Nick Green doubled and scored on a wild pitch in the eighth to make it 2-0. Wily Mo Pena homered off Scott Proctor for Boston's only run.
It was 28 years ago that the Yankees came to Fenway in September with a four-game deficit and left tied for the division lead -- a series remembered in baseball as the "Boston Massacre." New York, which had trailed by as many as 14 games, won the AL East in a one-game playoff settled when Bucky Dent's popup settled into the net above the Green Monster.
The Red Sox hadn't been swept in a five-game series since the Cleveland Indians did it in 1954. The Yankees swept Boston in five games in New York in 1951 and at Fenway in '43.
"It's been an emotional weekend," Red Sox second baseman Mark Loretta said. "It's been physically challenging and emotionally challenging for both sides. It's a little easier to take if you're winning."
--snip--
In 2007, the Yankees played the Indians in the American League Division series having gone 6-0 during the regular season against the Tribe. Here were the scores: 10-3, 9-2, 8-6, 6-1, 11-2, 5-3. Here were the Yankees to get wins in the first three games of that series: Chase Wright, Kei Igawa and Sean Henn. The Yankees didn't just dominate them in 2007, they had dominated for years; 2003: Yankees won season series, 5-2, 2004: Yankees won season series, 4-2, 2005: Yankees won season series, 4-3, 2006: Yankees won season series, 4-3.
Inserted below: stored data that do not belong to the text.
/// `$1,234.50`, `-$0.99`
fn format_currency(n: f64) -> String {
    if !n.is_finite() {
        return format!("${}", non_finite(n));
    }
    let fixed = format!("{:.2}", n.abs());
    let (whole, cents) = fixed.split_once('.').unwrap_or((fixed.as_str(), "00"));
    let sign = if n < 0.0 && fixed != "0.00" { "-" } else { "" };
    format!("{sign}${}.{cents}", group_digits(whole))
}

/// `1,234.568`: at most three decimals, trailing zeros dropped
fn format_grouped(n: f64) -> String {
    if !n.is_finite() {
        return non_finite(n).to_string();
    }
    let fixed = format!("{:.3}", n.abs());
    let (whole, fraction) = fixed.split_once('.').unwrap_or((fixed.as_str(), ""));
    let fraction = fraction.trim_end_matches('0');
    let sign = if n < 0.0 && (whole != "0" || !fraction.is_empty()) { "-" } else { "" };
    if fraction.is_empty() {
        format!("{sign}{}", group_digits(whole))
    } else {
        format!("{sign}{}.{fraction}", group_digits(whole))
    }
}

fn non_finite(n: f64) -> &'static str {
    if n.is_nan() {
        "NaN"
    } else if n > 0.0 {
        "∞"
    } else {
        "-∞"
    }
}

/// Comma every three digits from the right
fn group_digits(digits: &str) -> String {
    let mut grouped = String::with_capacity(digits.len() + digits.len() / 3);
    for (i, c) in digits.chars().enumerate() {
        if i > 0 && (digits.len() - i) % 3 == 0 {
            grouped.push(',');
        }
        grouped.push(c);
    }
    grouped
}

/// `m-toggle="className"`: each click flips the class
pub fn toggle(element: NodeId, class_name: &str, state: &Reactive) -> anyhow::Result<()> {
    let class_name = class_name.trim().to_string();
    if class_name.is_empty() {
        anyhow::bail!("m-toggle needs a class name");
    }

    let weak = state.downgrade();
    state.document().borrow_mut().listeners.add(
        element,
        DomEventType::Click,
        Rc::new(move |_: &DomEvent| {
            let Some(state) = weak.upgrade() else {
                return;
            };
            let result = state.document().borrow_mut().tree.toggle_class(element, &class_name, None);
            if let Err(err) = result {
                tracing::warn!("Toggling `{}` failed: {}", class_name, err);
            }
        }),
    );
    Ok(())
}

/// `m-reset="a, b"`
pub fn reset(element: NodeId, expr: &str, state: &Reactive) -> anyhow::Result<()> {
    let properties: Vec<String> = expr
        .split(',')
        .map(str::trim)
        .filter(|p| !p.is_empty())
        .map(str::to_string)
        .collect();
    if properties.is_empty() {
        anyhow::bail!("m-reset needs at least one property");
    }

    let weak = state.downgrade();
    state.document().borrow_mut().listeners.add(
        element,
        DomEventType::Click,
        Rc::new(move |_: &DomEvent| {
            if let Some(state) = weak.upgrade() {
                for property in &properties {
                    state.set(property, "");
                }
            }
        }),
    );
    Ok(())
}

/// `m-storage="key"`: load the object stored under `key` into the state,
/// then save the whole state whenever a property present at that point
/// changes. Storage failures are logged, never raised into the write path.
pub fn storage(
    backend: Rc<dyn StateStorage>,
) -> impl Fn(NodeId, &str, &Reactive) -> anyhow::Result<()> + 'static {
    move |_element: NodeId, key: &str, state: &Reactive| -> anyhow::Result<()> {
        let key = key.trim().to_string();
        if let Err(err) = load_into(backend.as_ref(), &key, state) {
            tracing::warn!("Failed to load state from `{}`: {}", key, err);
        }

        let properties: Vec<String> = state.snapshot().keys().map(str::to_string).collect();
        for property in properties {
            let backend = Rc::clone(&backend);
            let key = key.clone();
            let weak = state.downgrade();
            state.watch(&property, move |_, _| {
                let Some(state) = weak.upgrade() else {
                    return;
                };
                if let Err(err) = save_from(backend.as_ref(), &key, &state) {
                    tracing::warn!("Failed to save state to `{}`: {}", key, err);
                }
            });
        }
        Ok(())
    }
}

fn load_into(backend: &dyn StateStorage, key: &str, state: &Reactive) -> Result<(), StorageError> {
    let Some(text) = backend.load(key)? else {
        return Ok(());
    };
    let json: serde_json::Value = serde_json::from_str(&text)?;
    let serde_json::Value::Object(entries) = json else {
        return Err(StorageError::NotAnObject(key.to_string()));
    };
    for (property, value) in &entries {
        state.set(property, Value::from(value));
    }
    Ok(())
}

fn save_from(backend: &dyn StateStorage, key: &str, state: &Reactive) -> Result<(), StorageError> {
    let text = serde_json::to_string(&state.snapshot().to_json())?;
    backend.save(key, &text)
}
Why do I go back to these dates and events? Well one because I need something uplifting after the week of baseball I had. But mostly because it proves that wins in the regular season and dominating regular season series mean nothing in October. NOTHING. The Yankees MASSACRED the Red Sox in 2006 and MASSACRED the Indians in 2007 and they have zero postseason series wins to show for it. Let's not declare the Red Sox the World Series champs just yet--let's just make sure we're ready to win when we face them in October. As Francona said in 2006: "We certainly didn't put ourselves in a very good position. If we allow it to devastate us, then we weren't good enough in the first place."